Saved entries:
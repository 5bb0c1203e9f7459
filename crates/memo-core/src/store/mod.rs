//! Store: the persistence collaborator behind the query engine.
//!
//! The core never talks SQL directly; it hands a composed
//! [`Predicate`](crate::query::Predicate) to a [`NoteStore`] and receives a
//! finite, already-ordered `Vec<Note>`. Two implementations ship:
//!
//! - [`SqliteStore`]: the on-disk store used by the binary;
//! - [`MemoryStore`]: evaluates predicates in process, used by tests and
//!   benches.
//!
//! All calls are synchronous and run to completion on the caller's thread.

use std::collections::HashMap;

use crate::error::StoreResult;
use crate::query::Predicate;
use crate::types::{NewNote, Note, NoteId, NoteUpdate};

pub mod memory;
pub mod sqlite;

pub use memory::MemoryStore;
pub use sqlite::SqliteStore;

/// Persistence operations the core relies on.
pub trait NoteStore {
    /// Insert a row and return its freshly assigned id.
    fn insert(&mut self, note: &NewNote) -> StoreResult<NoteId>;

    /// Replace the mutable fields of `id`. Returns the number of rows
    /// affected (0 when the id does not exist).
    fn update(&mut self, id: NoteId, update: &NoteUpdate) -> StoreResult<usize>;

    /// Hard-delete `id`. Returns the number of rows affected.
    fn delete(&mut self, id: NoteId) -> StoreResult<usize>;

    fn get(&self, id: NoteId) -> StoreResult<Option<Note>>;

    /// All rows matching `predicate`, ordered by
    /// [`ORDER_BY`](crate::query::ORDER_BY).
    fn query(&self, predicate: &Predicate) -> StoreResult<Vec<Note>>;

    /// Row counts grouped by raw category value. NULL categories are
    /// omitted.
    ///
    /// `Ok(None)` means the store has no grouped count; callers fall back
    /// to counting over [`query`](Self::query).
    fn aggregate_categories(&self) -> StoreResult<Option<HashMap<String, u64>>> {
        Ok(None)
    }
}
//! Note list widget: the scrollable result pane.
//!
//! Each [`DisplayModel`] is drawn as a multi-line card:
//!
//! ```text
//! Meeting notes for Q3 planning          工作
//! Discussed roadmap and staffing for the
//! upcoming quarter. Action items are
//! tracked in the shared board, owners a
//! ...
//! match in title  ...s for [Q3] plan...
//! 2024-01-16 00:30:00 · 2024-01-16 09:12:44
//! ```
//!
//! # Navigation (when pane is focused)
//!
//! | Key | Action |
//! |-----|--------|
//! | `↑` / `k` | Select previous note |
//! | `↓` / `j` | Select next note |
//! | `PageUp` / `Ctrl+u` | Move selection up one page |
//! | `PageDown` / `Ctrl+d` | Move selection down one page |

use std::cell::Cell;

use crate::event::{AppEvent, Direction};
use crate::theme::Theme;
use memo_core::project::{DisplayModel, Visibility};
use memo_core::excerpt::ELLIPSIS;
use ratatui::{
    buffer::Buffer,
    layout::Rect,
    style::{Modifier, Style},
    text::{Line, Span},
    widgets::{
        Block, Paragraph, Scrollbar, ScrollbarOrientation, ScrollbarState, StatefulWidget, Widget,
    },
};

const PAGE_STEP: usize = 5;

// ---------------------------------------------------------------------------
// State
// ---------------------------------------------------------------------------

#[derive(Debug)]
pub struct NoteListState {
    /// Index of the selected card.
    pub selected: usize,
    pub show_timestamps: bool,
    /// First card drawn in the last render.
    offset: Cell<usize>,
}

impl Default for NoteListState {
    fn default() -> Self {
        Self {
            selected: 0,
            show_timestamps: true,
            offset: Cell::new(0),
        }
    }
}

impl NoteListState {
    /// Keep the selection inside `0..len` after the result set changed.
    pub fn clamp(&mut self, len: usize) {
        self.selected = self.selected.min(len.saturating_sub(1));
        if self.offset.get() > self.selected {
            self.offset.set(self.selected);
        }
    }

    pub fn handle(&mut self, event: &AppEvent, len: usize) {
        if len == 0 {
            return;
        }
        let last = len - 1;
        match event {
            AppEvent::Nav(Direction::Up) => self.selected = self.selected.saturating_sub(1),
            AppEvent::Nav(Direction::Down) => self.selected = (self.selected + 1).min(last),
            AppEvent::ScrollUp => self.selected = self.selected.saturating_sub(PAGE_STEP),
            AppEvent::ScrollDown => self.selected = (self.selected + PAGE_STEP).min(last),
            _ => return,
        }
        tracing::debug!(selected = self.selected, "list: selection moved");
    }
}

// ---------------------------------------------------------------------------
// Widget
// ---------------------------------------------------------------------------

pub struct NoteList<'a> {
    models: &'a [DisplayModel],
    state: &'a NoteListState,
    focused: bool,
    theme: &'a Theme,
}

impl<'a> NoteList<'a> {
    pub fn new(
        models: &'a [DisplayModel],
        state: &'a NoteListState,
        focused: bool,
        theme: &'a Theme,
    ) -> Self {
        Self {
            models,
            state,
            focused,
            theme,
        }
    }
}

impl Widget for NoteList<'_> {
    fn render(self, area: Rect, buf: &mut Buffer) {
        let block = Block::bordered()
            .title("Notes")
            .border_style(self.theme.border(self.focused));
        let inner = block.inner(area);
        block.render(area, buf);

        if self.models.is_empty() {
            Paragraph::new(Line::from(Span::styled(
                "no notes",
                Style::default().add_modifier(Modifier::DIM),
            )))
            .render(inner, buf);
            return;
        }

        let text_area = Rect { width: inner.width.saturating_sub(1), ..inner };
        let sb_area = Rect {
            x: inner.right().saturating_sub(1),
            width: 1,
            ..inner
        };

        let cards: Vec<Vec<Line<'static>>> = self
            .models
            .iter()
            .map(|m| card_lines(m, self.state.show_timestamps, text_area.width, self.theme))
            .collect();

        let height = inner.height as usize;
        let selected = self.state.selected.min(cards.len() - 1);
        let mut offset = self.state.offset.get().min(selected);
        while offset < selected
            && cards[offset..=selected].iter().map(Vec::len).sum::<usize>() > height
        {
            offset += 1;
        }
        self.state.offset.set(offset);

        let mut lines: Vec<Line<'static>> = Vec::with_capacity(height);
        for (i, card) in cards.into_iter().enumerate().skip(offset) {
            if lines.len() >= height {
                break;
            }
            let is_selected = i == selected;
            lines.extend(card.into_iter().map(|line| {
                if is_selected {
                    line.patch_style(self.theme.selected)
                } else {
                    line
                }
            }));
        }
        Paragraph::new(lines).render(text_area, buf);

        let mut sb_state = ScrollbarState::new(self.models.len()).position(selected);
        StatefulWidget::render(
            Scrollbar::new(ScrollbarOrientation::VerticalRight)
                .begin_symbol(None)
                .end_symbol(None),
            sb_area,
            buf,
            &mut sb_state,
        );
    }
}

// ---------------------------------------------------------------------------
// Card rendering
// ---------------------------------------------------------------------------

/// Lines of one result card, including the trailing blank separator.
pub fn card_lines(
    model: &DisplayModel,
    show_timestamps: bool,
    width: u16,
    theme: &Theme,
) -> Vec<Line<'static>> {
    let mut lines = Vec::new();

    let title_style = if model.untitled {
        theme.note_untitled
    } else {
        theme.note_title
    };
    let title_width = model.title.chars().count();
    let cat_width = model.category.chars().count() * 2;
    let pad = (width as usize).saturating_sub(title_width + cat_width + 1).max(1);
    lines.push(Line::from(vec![
        Span::styled(model.title.clone(), title_style),
        Span::raw(" ".repeat(pad)),
        Span::styled(model.category.clone(), theme.category_style(&model.category)),
    ]));

    match model.preview.placeholder {
        Some(placeholder) => {
            lines.push(Line::from(Span::styled(placeholder, theme.note_placeholder)));
        }
        None => {
            let style = if model.preview.underlined {
                theme.note_preview
            } else {
                theme.note_preview.remove_modifier(Modifier::UNDERLINED)
            };
            lines.extend(
                model
                    .preview
                    .lines
                    .iter()
                    .map(|l| Line::from(Span::styled(l.clone(), style))),
            );
        }
    }
    match model.preview.ellipsis {
        Visibility::Visible => lines.push(Line::from(ELLIPSIS)),
        Visibility::Invisible => lines.push(Line::default()),
        Visibility::Collapsed => {}
    }

    if let Some(annotation) = &model.annotation {
        let (before, hit, after) = annotation.excerpt.parts();
        lines.push(Line::from(vec![
            Span::styled(annotation.label.clone(), theme.match_label),
            Span::raw("  "),
            Span::raw(before.to_string()),
            Span::styled(hit.to_string(), theme.search_highlight),
            Span::raw(after.to_string()),
        ]));
    }

    if show_timestamps {
        lines.push(Line::from(Span::styled(
            format!("{} · {}", model.created, model.modified),
            theme.timestamp,
        )));
    }

    lines.push(Line::default());
    lines
}

// ---------------------------------------------------------------------------
// Tests
// ---------------------------------------------------------------------------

Work item: Exactly as written, please transcribe the lines from the start of the records above to the line that holds "fn delete(&mut self, id: NoteId)", both ends included.

Response box:
repository 5bb0c1203e9f7459
filename crates/memo-core/src/store/mod.rs
//! Store: the persistence collaborator behind the query engine.
//!
//! The core never talks SQL directly; it hands a composed
//! [`Predicate`](crate::query::Predicate) to a [`NoteStore`] and receives a
//! finite, already-ordered `Vec<Note>`. Two implementations ship:
//!
//! - [`SqliteStore`]: the on-disk store used by the binary;
//! - [`MemoryStore`]: evaluates predicates in process, used by tests and
//!   benches.
//!
//! All calls are synchronous and run to completion on the caller's thread.

use std::collections::HashMap;

use crate::error::StoreResult;
use crate::query::Predicate;
use crate::types::{NewNote, Note, NoteId, NoteUpdate};

pub mod memory;
pub mod sqlite;

pub use memory::MemoryStore;
pub use sqlite::SqliteStore;

/// Persistence operations the core relies on.
pub trait NoteStore {
    /// Insert a row and return its freshly assigned id.
    fn insert(&mut self, note: &NewNote) -> StoreResult<NoteId>;

    /// Replace the mutable fields of `id`. Returns the number of rows
    /// affected (0 when the id does not exist).
    fn update(&mut self, id: NoteId, update: &NoteUpdate) -> StoreResult<usize>;

    /// Hard-delete `id`. Returns the number of rows affected.
    fn delete(&mut self, id: NoteId) -> StoreResult<usize>;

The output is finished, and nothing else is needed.